Как и при изучении прочих форм компенсаторного поведения, задача в том, чтобы понять, что именно индивид старается, сознательно или бессознательно, компенсировать: испытывает ли он дефицит эмоцио­нального тепла или стремится заглушить какие-то агрессивные им­пульсы и т. п.

Каждый из этих мотивационных комплексов относительно автоно­мен, а в зависимости от него меняется даже последовательность пси­хосексуальных реакций. Например, релаксационная модель предпола­гает, что сексуальное возбуждение предшествует эротическому вообра­жению, тогда как рекреационная модель предполагает обратную пос­ледовательность. На самом деле разные мотивы большей частью пере­плетаются. Кроме того, в ходе развития отношений один мотив может перерастать в другой (например, флирт перерастает в серьезное увле­чение), изменяя тем самым природу отношений как целого. Наконец, эти мотивы зачастую не осознаются, а полностью не осознаются вооб­ще никогда.

Но индивидуальная мотивация тесно связана с нормами культуры, которая придает сексуальности то или иное значение, определяет ее ценность, создает язык, посредством которого люди выражают и фор­мируют свои переживания.

КОНТРОЛЬНЫЕ ВОПРОСЫ

В чем сущность полового диморфизма по В. А. Геодакяну? От чего зависят стереотипы маскулинности и фемининности? Что такое «принцип Адама»? Что такое тендер?

Каковы знаковые функции сексуального поведения животных? Чем отличается человеческая сексуальность от сексуального поведения жи вотных?

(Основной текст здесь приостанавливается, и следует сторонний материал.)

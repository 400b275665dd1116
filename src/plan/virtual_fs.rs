//! In-memory module overlay
//!
//! Virtual modules are registered once while the plan is assembled and then
//! frozen. Lookups only ever happen on the frozen overlay, so registration
//! and resolution can never interleave.

use std::collections::{BTreeMap, BTreeSet, HashMap};
use std::fmt;
use std::sync::Arc;

use once_cell::sync::OnceCell;
use tracing::debug;

use super::roots::VIRTUAL_PREFIX;
use crate::error::{PlanError, PlanResult, PlanWarning, WarningKind};
use crate::utils::hash_content;

/// Id of the generated polyfill module
pub const POLYFILL_ID: &str = "#internal/nitro/virtual/polyfill";

/// Id of the generated plugin loader module
pub const PLUGINS_ID: &str = "#internal/nitro/virtual/plugins";

/// Id of the generated server handler table
pub const HANDLERS_ID: &str = "#internal/nitro/virtual/server-handlers";

/// Source of a virtual module
#[derive(Clone)]
pub enum VirtualSource {
    Text(Arc<str>),
    /// Evaluated at most once, on first lookup. Must be deterministic.
    Generated(Arc<dyn Fn() -> String + Send + Sync>),
}

impl fmt::Debug for VirtualSource {
    fn fmt(&self, f: &mut fmt::Formatter<'_>) -> fmt::Result {
        match self {
            VirtualSource::Text(text) => f.debug_tuple("Text").field(text).finish(),
            VirtualSource::Generated(_) => f.write_str("Generated(..)"),
        }
    }
}

impl From<String> for VirtualSource {
    fn from(text: String) -> Self {
        VirtualSource::Text(text.into())
    }
}

impl From<&str> for VirtualSource {
    fn from(text: &str) -> Self {
        VirtualSource::Text(text.into())
    }
}

#[derive(Debug)]
struct VirtualEntry {
    source: VirtualSource,
    rendered: OnceCell<Arc<str>>,
    meta: BTreeMap<String, String>,
}

impl VirtualEntry {
    fn content(&self) -> Arc<str> {
        self.rendered
            .get_or_init(|| match &self.source {
                VirtualSource::Text(text) => text.clone(),
                VirtualSource::Generated(generate) => generate().into(),
            })
            .clone()
    }
}

/// Mutable registration phase of the overlay
#[derive(Debug, Default)]
pub struct VirtualOverlayBuilder {
    entries: HashMap<String, VirtualEntry>,
}

impl VirtualOverlayBuilder {
    pub fn new() -> Self {
        Self::default()
    }

    /// Register a module; a later registration of the same id replaces it
    pub fn register(&mut self, id: impl Into<String>, source: impl Into<VirtualSource>) -> &mut Self {
        self.register_with_meta(id, source, BTreeMap::new())
    }

    pub fn register_with_meta(
        &mut self,
        id: impl Into<String>,
        source: impl Into<VirtualSource>,
        meta: BTreeMap<String, String>,
    ) -> &mut Self {
        let id = id.into();
        let entry = VirtualEntry {
            source: source.into(),
            rendered: OnceCell::new(),
            meta,
        };
        if self.entries.insert(id.clone(), entry).is_some() {
            debug!("Virtual module '{}' replaced by a later registration", id);
        }
        self
    }

    /// End the registration phase
    pub fn freeze(self) -> VirtualOverlay {
        VirtualOverlay {
            entries: self.entries,
        }
    }
}

/// Read-only overlay consulted before the filesystem
#[derive(Debug, Default)]
pub struct VirtualOverlay {
    entries: HashMap<String, VirtualEntry>,
}

impl VirtualOverlay {
    pub fn contains(&self, id: &str) -> bool {
        self.entries.contains_key(id)
    }

    /// Source text of a registered id
    pub fn resolve(&self, id: &str) -> Option<Arc<str>> {
        self.entries.get(id).map(VirtualEntry::content)
    }

    /// Source text of a resolved (`\0virtual:`-prefixed) id
    pub fn load(&self, resolved_id: &str) -> Option<Arc<str>> {
        resolved_id
            .strip_prefix(VIRTUAL_PREFIX)
            .and_then(|id| self.resolve(id))
    }

    pub fn meta(&self, id: &str) -> Option<&BTreeMap<String, String>> {
        self.entries.get(id).map(|entry| &entry.meta)
    }

    pub fn list(&self) -> BTreeSet<String> {
        self.entries.keys().cloned().collect()
    }

    /// The resolved id a registered id is exposed under
    pub fn virtual_id(id: &str) -> String {
        format!("{}{}", VIRTUAL_PREFIX, id)
    }
}

/// Quote a string as a JavaScript string literal
pub(crate) fn js_string(value: &str) -> String {
    serde_json::Value::String(value.to_string()).to_string()
}

/// Import binding for a module path, stable across builds
pub(crate) fn binding_for(path: &str) -> String {
    format!("_{}", hash_content(path.as_bytes()))
}

/// Side-effect imports of every polyfill, in order
pub fn polyfill_module(polyfills: &[String]) -> String {
    polyfills
        .iter()
        .map(|p| format!("import {};", js_string(p)))
        .collect::<Vec<_>>()
        .join("\n")
}

/// Generated plugin loader source
#[derive(Debug, Clone)]
pub struct PluginsModule {
    pub source: String,
    /// binding -> plugin path
    pub bindings: BTreeMap<String, String>,
    pub warnings: Vec<PlanWarning>,
}

/// Build the plugin loader: one default import per plugin, then an ordered
/// `plugins` array export
pub fn plugins_module(plugins: &[String]) -> PlanResult<PluginsModule> {
    let mut bindings: BTreeMap<String, String> = BTreeMap::new();
    let mut ordered = Vec::new();
    let mut warnings = Vec::new();

    for plugin in plugins {
        let binding = binding_for(plugin);
        match bindings.get(&binding) {
            Some(existing) if existing == plugin => {
                warnings.push(PlanWarning::new(
                    WarningKind::DuplicatePlugin,
                    plugin.clone(),
                    "plugin declared more than once; loading it once",
                ));
                continue;
            }
            Some(existing) => {
                return Err(PlanError::BindingCollision {
                    binding,
                    first: existing.clone(),
                    second: plugin.clone(),
                });
            }
            None => {
                bindings.insert(binding.clone(), plugin.clone());
                ordered.push((binding, plugin));
            }
        }
    }

    let imports = ordered
        .iter()
        .map(|(binding, plugin)| format!("import {} from {};", binding, js_string(plugin)))
        .collect::<Vec<_>>()
        .join("\n");
    let names = ordered
        .iter()
        .map(|(binding, _)| format!("  {}", binding))
        .collect::<Vec<_>>()
        .join(",\n");

    Ok(PluginsModule {
        source: format!("{}\n\nexport const plugins = [\n{}\n]\n", imports, names),
        bindings,
        warnings,
    })
}

#[cfg(test)]
mod tests {
    use super::*;
    use std::sync::atomic::{AtomicUsize, Ordering};

    #[test]
    fn test_last_registration_wins() {
        let mut builder = VirtualOverlayBuilder::new();
        builder.register("x", "1").register("x", "2");
        let overlay = builder.freeze();

        assert_eq!(overlay.resolve("x").as_deref(), Some("2"));
        assert_eq!(overlay.list().len(), 1);
    }

    #[test]
    fn test_load_by_resolved_id() {
        let mut builder = VirtualOverlayBuilder::new();
        builder.register("#motd", "export default 'hi'");
        let overlay = builder.freeze();

        let resolved = VirtualOverlay::virtual_id("#motd");
        assert_eq!(resolved, "\0virtual:#motd");
        assert_eq!(overlay.load(&resolved).as_deref(), Some("export default 'hi'"));
        assert_eq!(overlay.load("#motd"), None);
        assert_eq!(overlay.resolve("missing"), None);
    }

    #[test]
    fn test_generator_runs_once() {
        let calls = Arc::new(AtomicUsize::new(0));
        let counter = calls.clone();

        let mut builder = VirtualOverlayBuilder::new();
        builder.register(
            "gen",
            VirtualSource::Generated(Arc::new(move || {
                counter.fetch_add(1, Ordering::SeqCst);
                "export default 42".to_string()
            })),
        );
        let overlay = builder.freeze();

        assert_eq!(overlay.resolve("gen").as_deref(), Some("export default 42"));
        assert_eq!(overlay.resolve("gen").as_deref(), Some("export default 42"));
        assert_eq!(calls.load(Ordering::SeqCst), 1);
    }

    #[test]
    fn test_plugins_module_order_and_bindings() {
        let plugins = vec!["/a/p1.js".to_string(), "/a/p2.js".to_string()];
        let module = plugins_module(&plugins).unwrap();

        let b1 = binding_for("/a/p1.js");
        let b2 = binding_for("/a/p2.js");
        assert_ne!(b1, b2);

        let expected = format!(
            "import {b1} from \"/a/p1.js\";\nimport {b2} from \"/a/p2.js\";\n\nexport const plugins = [\n  {b1},\n  {b2}\n]\n"
        );
        assert_eq!(module.source, expected);
        assert_eq!(module.bindings.get(&b1).map(String::as_str), Some("/a/p1.js"));
    }

    #[test]
    fn test_plugin_bindings_do_not_depend_on_order() {
        let forward = plugins_module(&["/a/p1.js".to_string(), "/a/p2.js".to_string()]).unwrap();
        let reversed = plugins_module(&["/a/p2.js".to_string(), "/a/p1.js".to_string()]).unwrap();
        assert_eq!(forward.bindings, reversed.bindings);
    }

    #[test]
    fn test_duplicate_plugin_is_loaded_once() {
        let module = plugins_module(&["/a/p1.js".to_string(), "/a/p1.js".to_string()]).unwrap();
        assert_eq!(module.source.matches("import ").count(), 1);
        assert_eq!(module.warnings.len(), 1);
        assert_eq!(module.warnings[0].kind, WarningKind::DuplicatePlugin);
    }

    #[test]
    fn test_polyfill_module() {
        let source = polyfill_module(&["a/b.js".to_string(), "c".to_string()]);
        assert_eq!(source, "import \"a/b.js\";\nimport \"c\";");
        assert_eq!(polyfill_module(&[]), "");
    }
}
//! package.json reading and node_modules path parsing

use std::collections::BTreeMap;
use std::fs;
use std::path::{Path, PathBuf};

use anyhow::{Context, Result};
use serde::Deserialize;
use serde_json::Value;

/// The subset of package.json the planner cares about
#[derive(Debug, Clone, Default, Deserialize)]
#[serde(rename_all = "camelCase")]
pub struct PackageJson {
    pub name: Option<String>,

    pub version: Option<String>,

    pub main: Option<String>,

    pub exports: Option<Value>,

    #[serde(default)]
    pub dependencies: BTreeMap<String, String>,

    #[serde(default)]
    pub optional_dependencies: BTreeMap<String, String>,
}

impl PackageJson {
    /// Read `package.json` from a package directory
    pub fn read(package_dir: &Path) -> Result<Self> {
        let path = package_dir.join("package.json");
        let content = fs::read_to_string(&path)
            .with_context(|| format!("Failed to read {}", path.display()))?;
        serde_json::from_str(&content)
            .with_context(|| format!("Failed to parse {}", path.display()))
    }

    /// Runtime dependencies followed by optional ones
    pub fn runtime_dependencies(&self) -> impl Iterator<Item = (&String, bool)> {
        self.dependencies
            .keys()
            .map(|name| (name, false))
            .chain(self.optional_dependencies.keys().map(|name| (name, true)))
    }
}

/// A path split at its innermost `node_modules` package boundary
#[derive(Debug, Clone, PartialEq, Eq)]
pub struct NodeModulePath {
    /// Directory containing the `node_modules` folder entry
    pub base_dir: PathBuf,
    /// Package name, including scope
    pub name: String,
    /// Path inside the package, with a leading `./`
    pub subpath: String,
}

impl NodeModulePath {
    /// Absolute directory of the package
    pub fn package_dir(&self) -> PathBuf {
        self.base_dir.join(&self.name)
    }
}

/// Split a resolved path at its innermost `node_modules/<package>` segment
pub fn parse_node_module_path(path: &str) -> Option<NodeModulePath> {
    let marker = "node_modules/";
    let idx = path.rfind(marker)?;
    let base_dir = PathBuf::from(&path[..idx + marker.len()]);
    let rest = &path[idx + marker.len()..];

    let (name, remainder) = split_bare_specifier(rest)?;

    Some(NodeModulePath {
        base_dir,
        name,
        subpath: match remainder {
            Some(sub) => format!("./{}", sub),
            None => ".".to_string(),
        },
    })
}

/// Split a bare specifier into package name and optional subpath
pub fn split_bare_specifier(specifier: &str) -> Option<(String, Option<String>)> {
    if specifier.is_empty() || specifier.starts_with('.') || specifier.starts_with('/') {
        return None;
    }

    if specifier.starts_with('@') {
        // Scoped package: @scope/name or @scope/name/subpath
        let parts: Vec<&str> = specifier.splitn(3, '/').collect();
        if parts.len() < 2 || parts[1].is_empty() {
            return None;
        }
        let name = format!("{}/{}", parts[0], parts[1]);
        let sub = parts.get(2).filter(|s| !s.is_empty()).map(|s| s.to_string());
        Some((name, sub))
    } else {
        let parts: Vec<&str> = specifier.splitn(2, '/').collect();
        let sub = parts.get(1).filter(|s| !s.is_empty()).map(|s| s.to_string());
        Some((parts[0].to_string(), sub))
    }
}

/// Resolve a package `exports` field for a subpath (`.` or `./sub`)
pub fn resolve_exports(exports: &Value, subpath: &str, conditions: &[String]) -> Option<String> {
    match exports {
        Value::Object(map) if map.keys().any(|k| k.starts_with('.')) => {
            map.get(subpath).and_then(|target| resolve_condition(target, conditions))
        }
        _ if subpath == "." => resolve_condition(exports, conditions),
        _ => None,
    }
}

fn resolve_condition(value: &Value, conditions: &[String]) -> Option<String> {
    match value {
        Value::String(target) => Some(target.clone()),
        Value::Object(map) => map
            .iter()
            .filter(|(key, _)| conditions.iter().any(|c| c == *key))
            .find_map(|(_, target)| resolve_condition(target, conditions)),
        Value::Array(targets) => targets.iter().find_map(|t| resolve_condition(t, conditions)),
        _ => None,
    }
}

Какой личностный смысл может иметь сексуальная близость?

СЕКСУАЛЬНЫЙ СИМВОЛИЗМ

Чтобы понять особенности европейской сексуальной культуры, нужно сравнить ее с сексуальной культурой других народов. Но здесь важно, что мы будем сравнивать:

поведениелюдей, характерные для них формы сексуальных отношений;

установки и ценностные ориентации,в свете которых человек воспринимает и конструирует сексуальное поведение;

социальные институты, в которых протекает и которыми регулируются половая жизнь, например формы брака и семьи;

культурные символы,в которых осмысливается сексуальность, представления о природе половых различий, сущности полового акта и т. п.;

нормативные запреты и предписания,регулирующие сексуальное

поведение;

обряды и обычаи,посредством которых оформляются соответст­вующие действия (брачные обряды, инициации, оргиастические праздники) и от которых во многом зависит их значение для участни­ков.

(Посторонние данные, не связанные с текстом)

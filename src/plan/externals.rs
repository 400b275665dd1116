//! Externalization decisions
//!
//! Decides, per import, whether a module is bundled or left to be loaded by
//! the server runtime from a module directory. Decisions are memoized for the
//! lifetime of the tracer.

use std::collections::{BTreeMap, BTreeSet, VecDeque};
use std::path::{Path, PathBuf};
use std::sync::Arc;

use dashmap::DashMap;
use once_cell::sync::OnceCell;
use semver::Version;
use serde::Serialize;
use serde_json::{json, Value};
use tracing::{debug, info};

use crate::error::{PlanError, PlanResult, PlanWarning, WarningKind, Warnings};
use crate::resolver::{parse_node_module_path, split_bare_specifier, PackageJson, Resolver};
use crate::utils::{clean_path, is_under, normalize_id, path_to_module_id, without_node_modules};

use super::preset::EnvPreset;
use super::roots::INTERNAL_PREFIX;

/// Extensions the server runtime can load directly
const RUNTIME_EXTENSIONS: [&str; 5] = ["js", "mjs", "cjs", "json", "node"];

/// Outcome of an externalization decision
#[derive(Debug, Clone, PartialEq, Eq, Serialize)]
#[serde(tag = "verdict", rename_all = "lowercase")]
pub enum ExternalizationVerdict {
    /// Bundle the module
    Inline,
    /// Leave the import in place; `id` is what the output imports at runtime
    External { id: String },
}

impl ExternalizationVerdict {
    pub fn external(id: impl Into<String>) -> Self {
        Self::External { id: id.into() }
    }

    pub fn is_external(&self) -> bool {
        matches!(self, Self::External { .. })
    }
}

/// Inputs of the tracer, fixed before the build starts
#[derive(Debug, Clone, Default)]
pub struct ExternalsOptions {
    /// Prefixes that are always bundled
    pub inline: Vec<String>,

    /// Prefixes that are always external
    pub external: Vec<String>,

    /// Map resolved files back to package names
    pub trace: bool,

    /// Runtime preset; its externals are provided by the runtime itself
    pub preset: Arc<EnvPreset>,
}

/// Memoized externalization decisions for one build
pub struct ExternalsTracer {
    options: ExternalsOptions,
    resolver: Arc<Resolver>,
    verdicts: DashMap<String, ExternalizationVerdict>,

    /// Externalized package directories and their package names
    packages: DashMap<String, String>,

    warnings: Arc<Warnings>,
    traced: OnceCell<TracedPackages>,
}

impl ExternalsTracer {
    pub fn new(options: ExternalsOptions, resolver: Arc<Resolver>, warnings: Arc<Warnings>) -> Self {
        Self {
            options,
            resolver,
            verdicts: DashMap::new(),
            packages: DashMap::new(),
            warnings,
            traced: OnceCell::new(),
        }
    }

    /// Decide whether `id`, imported from `importer`, is bundled or external.
    ///
    /// The first decision stored for an id wins; concurrent callers racing on
    /// the same id all observe that decision.
    pub fn decide(&self, id: &str, importer: Option<&str>) -> ExternalizationVerdict {
        let id = normalize_id(id);
        if is_internal(&id) {
            return ExternalizationVerdict::Inline;
        }

        let key = memo_key(&id, importer);
        if let Some(verdict) = self.verdicts.get(&key) {
            return verdict.clone();
        }

        let verdict = self.compute(&id, &key, importer);
        let stored = self.verdicts.entry(key.clone()).or_insert(verdict).clone();
        debug!("Externals: {} -> {:?}", key, stored);
        stored
    }

    fn compute(&self, id: &str, key: &str, importer: Option<&str>) -> ExternalizationVerdict {
        if self.options.preset.is_external(id) {
            return ExternalizationVerdict::external(id);
        }

        if self.is_inlined(key) {
            return ExternalizationVerdict::Inline;
        }

        if let Some(verdict) = self.package_file_verdict(key) {
            return verdict;
        }

        if importer.map_or(false, |i| self.package_file_verdict(i).is_some()) {
            return ExternalizationVerdict::external(key);
        }

        if id.starts_with('.') {
            return ExternalizationVerdict::Inline;
        }

        if self.options.external.iter().any(|prefix| key.starts_with(prefix.as_str())) {
            return ExternalizationVerdict::external(key);
        }

        let resolved = match self.resolver.resolve(key, None) {
            Ok(Some(path)) => path_to_module_id(&path),
            Ok(None) => {
                self.trace_failure(key, "could not be resolved from the module directories");
                return ExternalizationVerdict::Inline;
            }
            Err(err) => {
                self.trace_failure(key, &format!("{:#}", err));
                return ExternalizationVerdict::Inline;
            }
        };

        let runtime_loadable = Path::new(&resolved)
            .extension()
            .and_then(|ext| ext.to_str())
            .map_or(false, |ext| RUNTIME_EXTENSIONS.contains(&ext));
        if !runtime_loadable {
            return ExternalizationVerdict::Inline;
        }

        if !self.options.trace {
            return ExternalizationVerdict::external(resolved);
        }

        let Some(boundary) = parse_node_module_path(&resolved) else {
            return ExternalizationVerdict::Inline;
        };
        let package_dir = path_to_module_id(&boundary.package_dir());

        if boundary.name != id {
            if split_bare_specifier(id).map_or(false, |(name, _)| name == boundary.name) {
                self.record_package(package_dir, &boundary.name);
                return ExternalizationVerdict::external(id);
            }

            if Path::new(id).is_absolute() && self.is_package_entry(&package_dir, &resolved) {
                self.record_package(package_dir, &boundary.name);
                return ExternalizationVerdict::external(boundary.name);
            }

            return ExternalizationVerdict::Inline;
        }

        self.record_package(package_dir, &boundary.name);
        ExternalizationVerdict::external(boundary.name)
    }

    /// Verdict for a file inside an installed package whose bare name is
    /// external. Follows from the package itself, never from the order in
    /// which packages were first seen.
    fn package_file_verdict(&self, path: &str) -> Option<ExternalizationVerdict> {
        if !self.options.trace || !Path::new(path).is_absolute() {
            return None;
        }
        let boundary = parse_node_module_path(path)?;
        if !self.decide(&boundary.name, None).is_external() {
            return None;
        }

        let package_dir = path_to_module_id(&boundary.package_dir());
        let verdict = if self.is_package_entry(&package_dir, path) {
            ExternalizationVerdict::external(boundary.name.as_str())
        } else {
            ExternalizationVerdict::external(path)
        };
        self.record_package(package_dir, &boundary.name);
        Some(verdict)
    }

    fn is_inlined(&self, key: &str) -> bool {
        let bare = without_node_modules(key);
        self.options.inline.iter().any(|prefix| {
            if Path::new(prefix).is_absolute() {
                is_path_prefix(key, prefix)
            } else {
                key.starts_with(prefix.as_str()) || bare.starts_with(prefix.as_str())
            }
        })
    }

    fn is_package_entry(&self, package_dir: &str, resolved: &str) -> bool {
        match self.resolver.package_entry(Path::new(package_dir)) {
            Ok(Some(entry)) => path_to_module_id(&entry) == resolved,
            _ => false,
        }
    }

    fn record_package(&self, dir: String, name: &str) {
        if !self.packages.contains_key(&dir) {
            debug!("Externalized package {} at {}", name, dir);
            self.packages.entry(dir).or_insert_with(|| name.to_string());
        }
    }

    fn trace_failure(&self, id: &str, reason: &str) {
        self.warnings.push(PlanWarning::new(
            WarningKind::ExternalizationTraceFailure,
            id,
            format!("Falling back to inline: {}", reason),
        ));
    }

    /// Directories of the packages externalized so far, sorted
    pub fn external_packages(&self) -> BTreeMap<String, String> {
        self.packages
            .iter()
            .map(|entry| (entry.key().clone(), entry.value().clone()))
            .collect()
    }

    /// Number of memoized decisions
    pub fn decided(&self) -> usize {
        self.verdicts.len()
    }

    /// Walk the dependency closure of every externalized package.
    ///
    /// Runs once per tracer; later calls return the first result.
    pub fn trace_packages(&self) -> &TracedPackages {
        self.traced.get_or_init(|| {
            let traced = self.walk_dependencies();
            info!("Traced {} external packages", traced.packages.len());
            traced
        })
    }

    fn walk_dependencies(&self) -> TracedPackages {
        let mut traced = TracedPackages::default();
        let mut visited: BTreeSet<PathBuf> = BTreeSet::new();
        let mut queue: VecDeque<PathBuf> = self
            .external_packages()
            .into_keys()
            .map(PathBuf::from)
            .collect();

        while let Some(dir) = queue.pop_front() {
            if !visited.insert(dir.clone()) {
                continue;
            }

            let pkg = match PackageJson::read(&dir) {
                Ok(pkg) => pkg,
                Err(err) => {
                    self.trace_failure(&path_to_module_id(&dir), &format!("{:#}", err));
                    continue;
                }
            };

            let name = match pkg.name.clone() {
                Some(name) => name,
                None => match parse_node_module_path(&format!("{}/", path_to_module_id(&dir))) {
                    Some(boundary) => boundary.name,
                    None => continue,
                },
            };

            for (dep, optional) in pkg.runtime_dependencies() {
                match self.resolver.find_package_dir(dep, &dir) {
                    Some(dep_dir) => queue.push_back(dep_dir),
                    None if optional => debug!("Optional dependency {} of {} is not installed", dep, name),
                    None => self.trace_failure(dep, &format!("dependency of {} is not installed", name)),
                }
            }

            let candidate = TracedPackage {
                name: name.clone(),
                dir: path_to_module_id(&dir),
                version: pkg.version.clone(),
            };
            if let Some(existing) = traced.packages.get(&name) {
                self.warnings.push(PlanWarning::new(
                    WarningKind::DuplicatePackage,
                    name.as_str(),
                    format!("Found in {} and {}", existing.dir, candidate.dir),
                ));
                if !candidate.is_newer_than(existing) {
                    continue;
                }
            }
            traced.packages.insert(name, candidate);
        }

        traced
    }
}

/// No-externals guard: every import must be bundled from disk
pub struct NoExternalsGuard {
    resolver: Arc<Resolver>,
    preset: Arc<EnvPreset>,
}

impl NoExternalsGuard {
    pub fn new(resolver: Arc<Resolver>, preset: Arc<EnvPreset>) -> Self {
        Self { resolver, preset }
    }

    /// Resolve `id` to a file, failing when it cannot be bundled
    pub fn check(&self, id: &str, importer: Option<&str>) -> PlanResult<String> {
        let unresolvable = || PlanError::UnresolvableModule {
            id: id.to_string(),
            importer: importer.unwrap_or_default().to_string(),
        };

        if self.preset.is_external(id) {
            return Err(unresolvable());
        }

        match self.resolver.resolve(id, importer.map(Path::new)) {
            Ok(Some(path)) => Ok(path_to_module_id(&path)),
            Ok(None) | Err(_) => Err(unresolvable()),
        }
    }
}

/// A package reached by the dependency walk
#[derive(Debug, Clone, PartialEq, Eq, Serialize)]
pub struct TracedPackage {
    pub name: String,
    pub dir: String,
    pub version: Option<String>,
}

impl TracedPackage {
    fn is_newer_than(&self, other: &TracedPackage) -> bool {
        let parse = |v: &Option<String>| v.as_deref().and_then(|v| Version::parse(v).ok());
        match (parse(&self.version), parse(&other.version)) {
            (Some(mine), Some(theirs)) => mine > theirs,
            (Some(_), None) => true,
            _ => false,
        }
    }
}

/// Closure of externalized packages, one directory per package name
#[derive(Debug, Clone, Default, PartialEq, Eq, Serialize)]
pub struct TracedPackages {
    pub packages: BTreeMap<String, TracedPackage>,
}

impl TracedPackages {
    pub fn names(&self) -> impl Iterator<Item = &str> {
        self.packages.keys().map(String::as_str)
    }

    /// package.json written beside the server bundle
    pub fn manifest(&self) -> Value {
        json!({
            "private": true,
            "bundledDependencies": self.names().collect::<Vec<_>>(),
        })
    }
}

/// Absolute allow-list entries match whole path segments; extensionless
/// handler paths also match the file they name
fn is_path_prefix(id: &str, prefix: &str) -> bool {
    is_under(id, prefix) || id.strip_prefix(prefix).map_or(false, |rest| rest.starts_with('.') && !rest.contains('/'))
}

fn is_internal(id: &str) -> bool {
    id.starts_with(INTERNAL_PREFIX) || id.starts_with('#') || id.contains('?')
}

/// Relative ids are memoized by the absolute path they point at
fn memo_key(id: &str, importer: Option<&str>) -> String {
    match importer {
        Some(importer) if id.starts_with('.') => {
            let base = importer.rsplit_once('/').map_or("", |(dir, _)| dir);
            clean_path(&format!("{}/{}", base, id))
        }
        _ => id.to_string(),
    }
}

Пол и сексуальность — неотъемлемая часть символической культу­ры человечества. Не говоря уже о многочисленных непосредственных изображениях, половые органы представлены в самых разнообразных религиозных или иных мифопоэтических символах. Крест во многих культурах воплощает плодородие, активное мужское начало и непо­средственно соотносится с фаллосом. Такова, например, древнееги­петская эмблема рождения и жизни — «анх». Сочетание креста с кру­гом — соединение мужского и женского начал. Свастика, в которой концы креста развернуты влево, обозначала женское, а вправо — муж­ское начало. Треугольник вершиной вниз указывает на женское, а вер­шиной вверх — на мужское начало и т. д.

Еще богаче их словесные обозначения. По подсчетам лингвистов, английский язык насчитывает 1000 слов для обозначения мужского

полового члена, 1200 — влагалища и 800 — полового акта. Во фран­цузском языке имеется 600 слов для обозначения полового члена, столько же — влагалища и 1500 обозначений полового акта. В немец­ком языке член обозначается 860 словами, влагалище — 600 и т. д. Анализ этих слов и словосочетаний показывает, что наряду с культур­но-специфическими в них представлены некоторые универсальные общие для всех народов и языков значения.

Отчасти это объясняется анатомически: половой член и мужское начало вообще ассоциируются с удлиненными, твердыми предметами, а влагалище и женское начало — с круглыми, овальными или вогну­тыми. Но эти знаки и символы имеют не только анатомо-физиологи-ческий смысл. Половой акт выступает как прообраз всякой деятель­ности, значение которой передается глаголом «делать» и которая пред­полагает наличие таких моментов, как активность, воля, могущество, власть, склонность, желание, удовольствие, инстинкт. Древнегречес­кое слово «эрос» обозначало не только любовь, но и космогоническую силу, соединяющую первоначальные элементы мира. Отождествление космической энергии с актом оплодотворения универсально.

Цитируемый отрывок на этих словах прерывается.